What Good is Numbering Our Days?

“Did you get a call from the doctor’s office?” The text appeared on my phone as I sat at a railroad crossing and waited for a train to pass on the way home from shopping. “What call?” I wondered. I gave into temptation and texted my friend back, and learned that our children’s pediatrician had passed away. Close to our age and with children of his own, he wasn’t supposed to die. I watched the train pass in stunned silence. He was more than simply a doctor to those of us who entrusted our beloved children to his care — he was a friend.

What good is numbering our days?

I thought of all the times it had been his reassuring voice that calmed the anxiety I felt when one of my boys spiked a fever or developed a rash. My husband and I both sat in shock after I told him, trying to wrap our minds around the suddenness of it all. In the following days, fellow mothers and fathers of his other patients lamented and mourned the loss of the man who soothed their frayed parenting nerves. His life had impacted many.

Sometimes I think death can teach in a moment what it might take a lifetime to learn otherwise.

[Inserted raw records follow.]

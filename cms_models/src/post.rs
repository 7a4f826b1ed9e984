use std::ops::DerefMut;

use chrono::DateTime;
use chrono::Utc;
use database::DbConnection;
use database::tables::post_tag;
use database::tables::posts;
use database::tables::tags;
use database::tables::users;
use diesel::deserialize::FromSql;
use diesel::deserialize::FromSqlRow;
use diesel::dsl;
use diesel::expression::AsExpression;
use diesel::pg::Pg;
use diesel::pg::PgValue;
use diesel::prelude::*;
use diesel::serialize::Output;
use diesel::serialize::ToSql;
use diesel::sql_types::Text;
use diesel_async::RunQueryDsl;
use serde::Deserialize;
use serde::Serialize;
use strum::AsRefStr;
use strum::Display;
use strum::EnumIter;
use strum::EnumString;
use tracing::Level;
use utoipa::ToSchema;

use crate::Error;
use crate::Page;
use crate::TeamScope;
use crate::tag::CATEGORIES;

#[derive(
    Debug,
    Default,
    Clone,
    Copy,
    PartialEq,
    Eq,
    Hash,
    Serialize,
    Deserialize,
    ToSchema,
    Display,
    EnumString,
    AsRefStr,
    EnumIter,
    AsExpression,
    FromSqlRow,
)]
#[diesel(sql_type = Text)]
#[serde(rename_all = "lowercase")]
#[strum(serialize_all = "lowercase")]
pub enum PostStatus {
    #[default]
    Draft,
    Published,
    Archived,
}

impl ToSql<Text, Pg> for PostStatus {
    fn to_sql<'b>(&'b self, out: &mut Output<'b, '_, Pg>) -> diesel::serialize::Result {
        <str as ToSql<Text, Pg>>::to_sql(self.as_ref(), &mut out.reborrow())
    }
}

impl FromSql<Text, Pg> for PostStatus {
    fn from_sql(value: PgValue<'_>) -> diesel::deserialize::Result<Self> {
        let status = <String as FromSql<Text, Pg>>::from_sql(value)?;
        Ok(status.parse()?)
    }
}

#[derive(Debug, Clone, PartialEq, Queryable, Selectable)]
#[diesel(table_name = posts)]
#[diesel(check_for_backend(Pg))]
pub struct Post {
    pub id: i64,
    pub user_id: i64,
    pub team_id: Option<i64>,
    pub title: String,
    pub slug: String,
    pub excerpt: Option<String>,
    pub content: Option<String>,
    pub status: PostStatus,
    pub published_at: Option<DateTime<Utc>>,
    pub created_at: DateTime<Utc>,
    pub updated_at: DateTime<Utc>,
    pub deleted_at: Option<DateTime<Utc>>,
}

#[derive(Debug, Clone, Insertable)]
#[diesel(table_name = posts)]
pub struct NewPost {
    pub user_id: i64,
    pub team_id: Option<i64>,
    pub title: String,
    pub slug: String,
    pub excerpt: Option<String>,
    pub content: Option<String>,
    pub status: PostStatus,
    pub published_at: Option<DateTime<Utc>>,
}

/// Columns to change, `None` leaves the column untouched
#[derive(Debug, Clone, Default, AsChangeset)]
#[diesel(table_name = posts)]
pub struct PostChangeset {
    pub title: Option<String>,
    pub slug: Option<String>,
    pub excerpt: Option<Option<String>>,
    pub content: Option<Option<String>>,
    pub status: Option<PostStatus>,
    pub published_at: Option<Option<DateTime<Utc>>>,
    pub updated_at: Option<DateTime<Utc>>,
}

#[derive(Debug, Clone, PartialEq)]
pub enum PostSearch {
    /// Title, excerpt or content contains the text
    Content(String),
    /// Title or author name contains the text
    TitleOrAuthor(String),
}

/// Criteria of a post listing, combined with AND
#[derive(Debug, Clone, Default, PartialEq)]
pub struct PostFilters {
    pub status: Option<PostStatus>,
    /// Whether `published_at` is set
    pub published: Option<bool>,
    /// Name of a tag of type `categories`
    pub category: Option<String>,
    /// Name of a tag of any type
    pub tag: Option<String>,
    /// Posts with any of these tags
    pub tag_ids: Vec<i64>,
    /// Posts with any of these categories
    pub category_ids: Vec<i64>,
    pub search: Option<PostSearch>,
    /// Soft deleted posts instead of the live ones
    pub trashed: bool,
}

/// `ILIKE` pattern matching `text` anywhere, its wildcards taken literally
pub(crate) fn contains(text: &str) -> String {
    let mut pattern = String::with_capacity(text.len() + 2);
    pattern.push('%');
    for c in text.chars() {
        if matches!(c, '%' | '_' | '\\') {
            pattern.push('\\');
        }
        pattern.push(c);
    }
    pattern.push('%');
    pattern
}

impl PostFilters {
    pub(crate) fn apply<'a>(&'a self, scope: TeamScope) -> posts::BoxedQuery<'a, Pg> {
        let mut query = scope.filter_posts(posts::table.into_boxed());
        query = if self.trashed {
            query.filter(posts::deleted_at.is_not_null())
        } else {
            query.filter(posts::deleted_at.is_null())
        };
        if let Some(status) = self.status {
            query = query.filter(posts::status.eq(status));
        }
        match self.published {
            Some(true) => query = query.filter(posts::published_at.is_not_null()),
            Some(false) => query = query.filter(posts::published_at.is_null()),
            None => (),
        }
        if let Some(category) = &self.category {
            query = query.filter(
                posts::id.eq_any(
                    post_tag::table
                        .inner_join(tags::table)
                        .filter(tags::name.eq(category))
                        .filter(tags::tag_type.eq(CATEGORIES))
                        .select(post_tag::post_id),
                ),
            );
        }
        if let Some(tag) = &self.tag {
            query = query.filter(
                posts::id.eq_any(
                    post_tag::table
                        .inner_join(tags::table)
                        .filter(tags::name.eq(tag))
                        .select(post_tag::post_id),
                ),
            );
        }
        for ids in [&self.tag_ids, &self.category_ids] {
            if !ids.is_empty() {
                query = query.filter(
                    posts::id.eq_any(
                        post_tag::table
                            .filter(post_tag::tag_id.eq_any(ids))
                            .select(post_tag::post_id),
                    ),
                );
            }
        }
        match &self.search {
            Some(PostSearch::Content(text)) => {
                let pattern = contains(text);
                query = query.filter(
                    posts::title
                        .ilike(pattern.clone())
                        .or(posts::excerpt.ilike(pattern.clone()))
                        .or(posts::content.ilike(pattern)),
                );
            }
            Some(PostSearch::TitleOrAuthor(text)) => {
                let pattern = contains(text);
                query = query.filter(
                    posts::title.ilike(pattern.clone()).or(posts::user_id.eq_any(
                        users::table
                            .filter(users::name.ilike(pattern))
                            .select(users::id),
                    )),
                );
            }
            None => (),
        }
        query
    }
}

impl Post {
    /// Creates a post, its team is stamped from `scope` unless given
    #[tracing::instrument(skip_all, fields(slug = %new_post.slug), err)]
    pub async fn create(
        conn: &mut DbConnection,
        scope: TeamScope,
        mut new_post: NewPost,
    ) -> Result<Post, Error> {
        new_post.team_id = scope.stamp(new_post.team_id);
        let post = dsl::insert_into(posts::table)
            .values(&new_post)
            .returning(Post::as_returning())
            .get_result(conn.write().await.deref_mut())
            .await?;
        Ok(post)
    }

    /// Retrieves a post of the scope, soft deleted ones only if `with_trashed`
    #[tracing::instrument(skip(conn), ret(level = Level::DEBUG), err)]
    pub async fn retrieve(
        conn: &mut DbConnection,
        scope: TeamScope,
        post_id: i64,
        with_trashed: bool,
    ) -> Result<Option<Post>, Error> {
        let mut query = scope
            .filter_posts(posts::table.into_boxed())
            .filter(posts::id.eq(post_id));
        if !with_trashed {
            query = query.filter(posts::deleted_at.is_null());
        }
        let post = query
            .select(Post::as_select())
            .first(conn.write().await.deref_mut())
            .await
            .optional()?;
        Ok(post)
    }

    #[tracing::instrument(skip(conn), ret(level = Level::DEBUG), err)]
    pub async fn retrieve_by_slug(
        conn: &mut DbConnection,
        scope: TeamScope,
        slug: &str,
    ) -> Result<Option<Post>, Error> {
        let post = scope
            .filter_posts(posts::table.into_boxed())
            .filter(posts::slug.eq(slug))
            .filter(posts::deleted_at.is_null())
            .select(Post::as_select())
            .first(conn.write().await.deref_mut())
            .await
            .optional()?;
        Ok(post)
    }

    /// Lists the posts matching the filters, most recently published first
    ///
    /// Returns the page of posts and the total count of matching posts.
    #[tracing::instrument(skip(conn), err)]
    pub async fn list(
        conn: &mut DbConnection,
        scope: TeamScope,
        filters: &PostFilters,
        page: Page,
    ) -> Result<(Vec<Post>, u64), Error> {
        let count: i64 = filters
            .apply(scope)
            .count()
            .get_result(conn.write().await.deref_mut())
            .await?;
        let posts = filters
            .apply(scope)
            .order((posts::published_at.desc().nulls_last(), posts::id.desc()))
            .limit(page.limit())
            .offset(page.offset())
            .select(Post::as_select())
            .load(conn.write().await.deref_mut())
            .await?;
        Ok((posts, count.max(0) as u64))
    }

    /// Whether any post (in any team, trashed or not) uses the slug
    pub async fn slug_taken(
        conn: &mut DbConnection,
        slug: &str,
        except_post_id: Option<i64>,
    ) -> Result<bool, Error> {
        let mut query = posts::table
            .filter(posts::slug.eq(slug))
            .select(posts::id)
            .into_boxed();
        if let Some(post_id) = except_post_id {
            query = query.filter(posts::id.ne(post_id));
        }
        let taken = dsl::select(dsl::exists(query))
            .get_result(conn.write().await.deref_mut())
            .await?;
        Ok(taken)
    }

    #[tracing::instrument(skip(conn, changeset), err)]
    pub async fn update(
        conn: &mut DbConnection,
        post_id: i64,
        mut changeset: PostChangeset,
    ) -> Result<Post, Error> {
        changeset.updated_at = Some(Utc::now());
        let post = dsl::update(posts::table.find(post_id))
            .set(&changeset)
            .returning(Post::as_returning())
            .get_result(conn.write().await.deref_mut())
            .await?;
        Ok(post)
    }

    /// Moves the post to the trash
    #[tracing::instrument(skip(conn), err)]
    pub async fn soft_delete(conn: &mut DbConnection, post_id: i64) -> Result<bool, Error> {
        let changed = dsl::update(posts::table.find(post_id))
            .filter(posts::deleted_at.is_null())
            .set(posts::deleted_at.eq(Some(Utc::now())))
            .execute(conn.write().await.deref_mut())
            .await?;
        Ok(changed > 0)
    }

    #[tracing::instrument(skip(conn), err)]
    pub async fn restore(conn: &mut DbConnection, post_id: i64) -> Result<bool, Error> {
        let changed = dsl::update(posts::table.find(post_id))
            .filter(posts::deleted_at.is_not_null())
            .set(posts::deleted_at.eq(None::<DateTime<Utc>>))
            .execute(conn.write().await.deref_mut())
            .await?;
        Ok(changed > 0)
    }

    /// Deletes the row, media and tag links are removed by cascade
    #[tracing::instrument(skip(conn), err)]
    pub async fn force_delete(conn: &mut DbConnection, post_id: i64) -> Result<bool, Error> {
        let deleted = dsl::delete(posts::table.find(post_id))
            .execute(conn.write().await.deref_mut())
            .await?;
        Ok(deleted > 0)
    }

    pub fn is_published(&self) -> bool {
        self.status == PostStatus::Published
    }

    pub fn is_trashed(&self) -> bool {
        self.deleted_at.is_some()
    }
}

We live our lives with both speed and assumption that the following day is a certainty. It isn’t. When David asks God to let him know how fleeting his life is in Psalm 39, it feels like a brave request, doesn’t it?

Show me O Lord, my life’s end and the number of my days; let me know how fleeting is my life.

– Psalm 39:4

I don’t believe David is really asking God for a specific number of days he will live; however, I think he’s asking to be given a sense of urgency. He doesn’t want to live each day blind to the fact that he will one day die.

He wants to make the most of each moment.

I’ve said goodbye to more than a few people in my lifetime, and each time the reality of a life ended snaps me right out of my assumption and complacency. This time here is short, and eternity is longer than we dare to dream. Our very breath is given only by God, and when it ceases, we will be home with Him.

Maybe we don’t really need the sting of death to remind us to number our days. Perhaps that’s what David was hoping for — a reality check without the pain of losing. What if we tried it, too, and asked God to help us know how fleeting our lives really are, simply so that we can live each moment for Him?  How would that change our lives, if we knew that life indeed was fleeting, but we had a purpose while we’re here? I know that I would be more intentional, more loving, more patient. The sense of urgency that David sought would be ever-present in my heart.

If we live like we know we will die, then we live with purpose.

Make no mistake, we have a beautiful eternity to spend together with Jesus to look forward to, but while we’re here? We’ve got work to do.

If you consider the brevity of your own life, how does that change it? What can you do today, to make Him known?